Stored items
►
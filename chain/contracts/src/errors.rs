//! Contract-specific error types
//!
//! Comprehensive error taxonomy for vault, withdrawal, and commitment operations.

use thiserror::Error;

/// Vault-specific errors
#[derive(Error, Debug, Clone, PartialEq)]
pub enum VaultError {
    #[error("Token not whitelisted: {token}")]
    TokenNotWhitelisted { token: String },

    #[error("Vault is paused")]
    Paused,

    #[error("Reentrancy detected")]
    Reentrancy,

    #[error("Insufficient balance for {asset}: required {required}, available {available}")]
    InsufficientBalance {
        asset: String,
        required: String,
        available: String,
    },

    #[error("Unauthorized: caller is not admin")]
    Unauthorized,

    #[error("Account not found: {account_id}")]
    AccountNotFound { account_id: String },

    #[error("Deposit amount must be positive")]
    InvalidAmount,

    #[error("Arithmetic overflow in balance calculation")]
    Overflow,
}

/// Withdrawal-specific errors
#[derive(Error, Debug, Clone, PartialEq)]
pub enum WithdrawalError {
    #[error("Invalid signature for withdrawal")]
    InvalidSignature,

    #[error("Nonce already used: account {account_id}, nonce {nonce}")]
    NonceReused { account_id: String, nonce: u64 },

    #[error("Withdrawal delay not elapsed: available at {available_at}")]
    DelayNotElapsed { available_at: i64 },

    #[error("Withdrawal not found: {withdrawal_id}")]
    NotFound { withdrawal_id: String },

    #[error("Withdrawal already cancelled")]
    AlreadyCancelled,

    #[error("Withdrawal already processed")]
    AlreadyProcessed,

    #[error("Insufficient balance for withdrawal")]
    InsufficientBalance,

    #[error("Unauthorized: only owner or admin can cancel")]
    Unauthorized,

    #[error("Vault error: {0}")]
    Vault(#[from] VaultError),

    #[error("Invalid withdrawal amount: must be positive")]
    InvalidAmount,

    #[error("Empty batch: no withdrawals to process")]
    EmptyBatch,
}

/// Commitment-specific errors
#[derive(Error, Debug, Clone, PartialEq)]
pub enum CommitmentError {
    #[error("Invalid proof: verification failed")]
    InvalidProof,

    #[error("Within fraud proof window: {remaining_seconds}s remaining")]
    WithinFraudWindow { remaining_seconds: i64 },

    #[error("Unauthorized: caller is not authorized submitter")]
    Unauthorized,

    #[error("No commitment found")]
    NoCommitment,

    #[error("Dispute already raised for this root")]
    DuplicateDispute,

    #[error("Fraud proof window expired: dispute no longer allowed")]
    FraudWindowExpired,

    #[error("Dispute not found")]
    DisputeNotFound,
}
◄
▶ TASK STATEMENT
Would you set down all the lines above, exactly and in full?

▶ SOLVED EXERCISE
filename chain/contracts/src/errors.rs
//! Contract-specific error types
//!
//! Comprehensive error taxonomy for vault, withdrawal, and commitment operations.

use thiserror::Error;

/// Vault-specific errors
#[derive(Error, Debug, Clone, PartialEq)]
pub enum VaultError {
    #[error("Token not whitelisted: {token}")]
    TokenNotWhitelisted { token: String },

    #[error("Vault is paused")]
    Paused,

    #[error("Reentrancy detected")]
    Reentrancy,

    #[error("Insufficient balance for {asset}: required {required}, available {available}")]
    InsufficientBalance {
        asset: String,
        required: String,
        available: String,
    },

    #[error("Unauthorized: caller is not admin")]
    Unauthorized,

    #[error("Account not found: {account_id}")]
    AccountNotFound { account_id: String },

    #[error("Deposit amount must be positive")]
    InvalidAmount,

    #[error("Arithmetic overflow in balance calculation")]
    Overflow,
}

/// Withdrawal-specific errors
#[derive(Error, Debug, Clone, PartialEq)]
pub enum WithdrawalError {
    #[error("Invalid signature for withdrawal")]
    InvalidSignature,

    #[error("Nonce already used: account {account_id}, nonce {nonce}")]
    NonceReused { account_id: String, nonce: u64 },

    #[error("Withdrawal delay not elapsed: available at {available_at}")]
    DelayNotElapsed { available_at: i64 },

    #[error("Withdrawal not found: {withdrawal_id}")]
    NotFound { withdrawal_id: String },

    #[error("Withdrawal already cancelled")]
    AlreadyCancelled,

    #[error("Withdrawal already processed")]
    AlreadyProcessed,

    #[error("Insufficient balance for withdrawal")]
    InsufficientBalance,

    #[error("Unauthorized: only owner or admin can cancel")]
    Unauthorized,

    #[error("Vault error: {0}")]
    Vault(#[from] VaultError),

    #[error("Invalid withdrawal amount: must be positive")]
    InvalidAmount,

    #[error("Empty batch: no withdrawals to process")]
    EmptyBatch,
}

/// Commitment-specific errors
#[derive(Error, Debug, Clone, PartialEq)]
pub enum CommitmentError {
    #[error("Invalid proof: verification failed")]
    InvalidProof,

    #[error("Within fraud proof window: {remaining_seconds}s remaining")]
    WithinFraudWindow { remaining_seconds: i64 },

    #[error("Unauthorized: caller is not authorized submitter")]
    Unauthorized,

    #[error("No commitment found")]
    NoCommitment,

    #[error("Dispute already raised for this root")]
    DuplicateDispute,

    #[error("Fraud proof window expired: dispute no longer allowed")]
    FraudWindowExpired,

    #[error("Dispute not found")]
    DisputeNotFound,
}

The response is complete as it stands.